TomAugspurger avatar Oct 12 '24 20:10 TomAugspurger

Thanks for sharing this, @TomAugspurger. I went through STAC's extension README, and I like how they've decoupled the extensions from the core. The ability to work on extensions without the involvement of the core specification authors or, in our case, the ZSC/ZIC could prove useful.

Going back to conversations I had with @alimanfoo in 2022, I think Alistair envisioned something similar for extensions — the community working on their extensions unrestrictively.

I also like how the STAC extensions webpage neatly lists the extensions. We could work on a similar repository/organisation for authors who would like to host their extensions under zarr-developers while also having the option to host their extensions outside of zarr-developers GitHub.

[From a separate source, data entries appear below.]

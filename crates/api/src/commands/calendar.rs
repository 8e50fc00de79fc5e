//! Calendar integration commands

use hearth_common::redact_email;
use hearth_core::SyncOutcome;
use hearth_domain::{CalendarAccount, CalendarEvent, HearthError, Result};
use serde::{Deserialize, Serialize};
use tracing::info;

use super::required;
use crate::utils::command_helpers::execute_command;
use crate::AppContext;

/// Credentials for linking an iCloud calendar.
#[derive(Debug, Clone, Deserialize)]
#[serde(rename_all = "camelCase")]
pub struct ConnectAppleRequest {
    pub email: String,
    pub app_password: String,
    /// Skips CalDAV discovery when already known.
    #[serde(default)]
    pub principal_url: Option<String>,
}

/// Outcome of a single account sync.
#[derive(Debug, Clone, Copy, PartialEq, Eq, Serialize)]
#[serde(rename_all = "camelCase")]
pub struct AccountSyncResult {
    /// `false` when no adapter handles the account's provider.
    pub synced: bool,
    pub events: usize,
}

impl From<SyncOutcome> for AccountSyncResult {
    fn from(outcome: SyncOutcome) -> Self {
        match outcome {
            SyncOutcome::Synced { events } => Self { synced: true, events },
            SyncOutcome::Skipped => Self { synced: false, events: 0 },
        }
    }
}

/// Google consent URL; `redirect_uri` falls back to the configured one.
pub async fn google_auth_url(
    ctx: &AppContext,
    user_id: &str,
    redirect_uri: Option<&str>,
) -> Result<String> {
    execute_command("calendar::google_auth_url", || async {
        let user_id = required("userId", user_id)?;
        let redirect_uri = redirect_uri
            .filter(|uri| !uri.trim().is_empty())
            .or(ctx.config.google.redirect_uri.as_deref())
            .ok_or_else(|| HearthError::Validation("redirectUri is required".into()))?;

        ctx.calendar.google_auth_url(user_id, redirect_uri)
    })
    .await
}

/// Finish the Google OAuth redirect: the `state` carries the user and the
/// redirect URI the consent screen was opened with.
pub async fn complete_google_oauth(
    ctx: &AppContext,
    state: &str,
    code: &str,
) -> Result<CalendarAccount> {
    execute_command("calendar::complete_google_oauth", || async {
        let code = required("code", code)?;
        let state = ctx.calendar.decode_oauth_state(required("state", state)?)?;

        ctx.calendar.exchange_google_code(&state.user_id, code, &state.redirect_uri).await
    })
    .await
}

pub async fn connect_apple_calendar(
    ctx: &AppContext,
    user_id: &str,
    request: ConnectAppleRequest,
) -> Result<CalendarAccount> {
    execute_command("calendar::connect_apple_calendar", || async {
        let user_id = required("userId", user_id)?;
        info!(user_id, email = %redact_email(&request.email), "Connecting Apple calendar");

        ctx.calendar
            .connect_apple(
                user_id,
                &request.email,
                &request.app_password,
                request.principal_url.as_deref(),
            )
            .await
    })
    .await
}

pub async fn list_calendar_accounts(
    ctx: &AppContext,
    user_id: &str,
) -> Result<Vec<CalendarAccount>> {
    execute_command("calendar::list_calendar_accounts", || async {
        ctx.calendar.list_accounts(required("userId", user_id)?).await
    })
    .await
}

pub async fn sync_calendar_account(
    ctx: &AppContext,
    account_id: &str,
) -> Result<AccountSyncResult> {
    execute_command("calendar::sync_calendar_account", || async {
        let outcome = ctx.calendar.sync_account(required("accountId", account_id)?).await?;
        Ok(outcome.into())
    })
    .await
}

/// Sync every account of the user; returns how many were attempted.
pub async fn sync_user_calendars(ctx: &AppContext, user_id: &str) -> Result<usize> {
    execute_command("calendar::sync_user_calendars", || async {
        ctx.calendar.sync_for_user(required("userId", user_id)?).await
    })
    .await
}

pub async fn list_calendar_events(ctx: &AppContext, user_id: &str) -> Result<Vec<CalendarEvent>> {
    use hearth_core::CalendarEventRepository;

    execute_command("calendar::list_calendar_events", || async {
        ctx.calendar_events.list_for_user(required("userId", user_id)?).await
    })
    .await
}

We worked on the ZEP process when the Zarr community needed a mechanism to solicit feedback and move forward in a structured manner. It worked well and helped us to finalise two proposals (ZEP1 and ZEP2), but if it's proving to be a roadblock for further development, then we should make changes to it.

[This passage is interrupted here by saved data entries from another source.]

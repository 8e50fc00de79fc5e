//! Health check command for monitoring

use crate::context::AppContext;
use crate::utils::health::HealthStatus;

/// Get application health status
///
/// # Example Response
/// ```json
/// {
///   "isHealthy": true,
///   "score": 1.0,
///   "message": null,
///   "components": [
///     { "name": "database", "isHealthy": true, "message": null },
///     { "name": "secret_codec", "isHealthy": true, "message": null }
///   ],
///   "timestamp": 1698765432
/// }
/// ```
pub async fn get_app_health(context: &AppContext) -> HealthStatus {
    context.health_check().await
}
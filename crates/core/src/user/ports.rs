//! Port interfaces for user lookups
//!
//! These traits define the boundaries between core business logic
//! and infrastructure implementations for user data.

use async_trait::async_trait;
use hearth_domain::{Result, UserPreferences};

/// Read access to users and their preferences
#[async_trait]
pub trait UserDirectory: Send + Sync {
    /// Every known user id, oldest first
    async fn list_user_ids(&self) -> Result<Vec<String>>;

    async fn find_preferences(&self, user_id: &str) -> Result<Option<UserPreferences>>;

    /// Create an empty preferences row if none exists, then return it
    async fn ensure_preferences(&self, user_id: &str) -> Result<UserPreferences>;
}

I'm curious to hear @joshmoore and @jakirkham's thoughts.


My thoughts on moving this forward: I have a PR, https://github.com/zarr-developers/zeps/pull/59, which will revise the existing ZEP process. Among other changes, my PR removes the requirement of a ZEP proposal for extensions. Please check and review. 🙏🏻

I'm also happy to write or collaborate with @rabernat on a ZEP proposal outlining the new process for extensions.

sanketverma1704 avatar Oct 17 '24 11:10 sanketverma1704

regardless of whether zarr_extensions is used, you'll end up with a similar metadata document for a Group.

I'm not particularly (at all) familiar with the design decisions of STAC so a question: what are the trade-offs of having the new JSON object (here: consolidated_metadata) at the top-level and not within the extensions object itself?

Assuming embedding it under something like "extensions" is viable, it occurs to me if we could resurrect that field (which was previously in v3) by making use of must_understand recursively. The field "extension" would make use of the extension (no quotes) mechanism itself. Further extensions (if that's too confusing, then another name like plugins, etc.) could be embedded in that object. They in turn have a "must_understand" field and that if ANY of those is True, then the top-level is true as well.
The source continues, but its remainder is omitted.